(Input for this task)

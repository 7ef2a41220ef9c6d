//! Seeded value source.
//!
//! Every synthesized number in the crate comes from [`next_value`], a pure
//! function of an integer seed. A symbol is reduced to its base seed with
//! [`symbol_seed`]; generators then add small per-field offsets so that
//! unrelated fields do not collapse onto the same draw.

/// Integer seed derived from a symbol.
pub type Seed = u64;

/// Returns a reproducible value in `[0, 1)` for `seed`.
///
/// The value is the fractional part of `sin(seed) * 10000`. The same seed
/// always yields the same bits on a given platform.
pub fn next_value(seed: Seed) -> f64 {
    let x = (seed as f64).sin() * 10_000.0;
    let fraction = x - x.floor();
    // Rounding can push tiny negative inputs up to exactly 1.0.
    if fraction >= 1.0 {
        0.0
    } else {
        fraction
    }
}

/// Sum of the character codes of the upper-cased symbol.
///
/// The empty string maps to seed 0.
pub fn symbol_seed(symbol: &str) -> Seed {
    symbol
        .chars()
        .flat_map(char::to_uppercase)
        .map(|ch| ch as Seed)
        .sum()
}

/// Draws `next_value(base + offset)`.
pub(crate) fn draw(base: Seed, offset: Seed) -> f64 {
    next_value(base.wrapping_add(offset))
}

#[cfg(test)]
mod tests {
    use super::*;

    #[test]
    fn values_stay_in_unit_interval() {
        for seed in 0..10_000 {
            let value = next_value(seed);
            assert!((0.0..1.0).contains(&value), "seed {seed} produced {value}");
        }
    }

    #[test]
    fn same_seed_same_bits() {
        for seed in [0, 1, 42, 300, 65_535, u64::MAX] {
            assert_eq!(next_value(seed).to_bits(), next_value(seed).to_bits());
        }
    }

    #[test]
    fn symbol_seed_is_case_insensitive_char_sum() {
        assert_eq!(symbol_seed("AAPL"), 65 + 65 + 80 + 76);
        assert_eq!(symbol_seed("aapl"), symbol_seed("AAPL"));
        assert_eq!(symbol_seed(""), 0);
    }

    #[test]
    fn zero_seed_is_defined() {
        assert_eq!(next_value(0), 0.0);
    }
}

(End Input for this task)
(Input for this task)

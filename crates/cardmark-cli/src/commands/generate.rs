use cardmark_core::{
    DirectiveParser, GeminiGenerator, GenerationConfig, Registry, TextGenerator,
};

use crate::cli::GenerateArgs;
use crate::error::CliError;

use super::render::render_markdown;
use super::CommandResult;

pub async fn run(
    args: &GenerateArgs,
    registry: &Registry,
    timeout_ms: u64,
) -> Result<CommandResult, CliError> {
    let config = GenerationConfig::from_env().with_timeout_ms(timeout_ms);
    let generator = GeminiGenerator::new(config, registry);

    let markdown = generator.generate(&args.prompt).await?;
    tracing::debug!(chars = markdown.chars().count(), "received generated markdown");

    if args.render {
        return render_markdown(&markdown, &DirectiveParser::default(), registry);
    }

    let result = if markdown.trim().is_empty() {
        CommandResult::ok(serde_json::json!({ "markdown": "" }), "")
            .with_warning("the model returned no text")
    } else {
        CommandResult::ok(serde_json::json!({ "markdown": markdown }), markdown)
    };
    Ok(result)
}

(End Input for this task)

Exercise directions - Only the lines that contain the string "json" are to be copied from the records.

Response to the task -
        CommandResult::ok(serde_json::json!({ "markdown": "" }), "")
        CommandResult::ok(serde_json::json!({ "markdown": markdown }), markdown)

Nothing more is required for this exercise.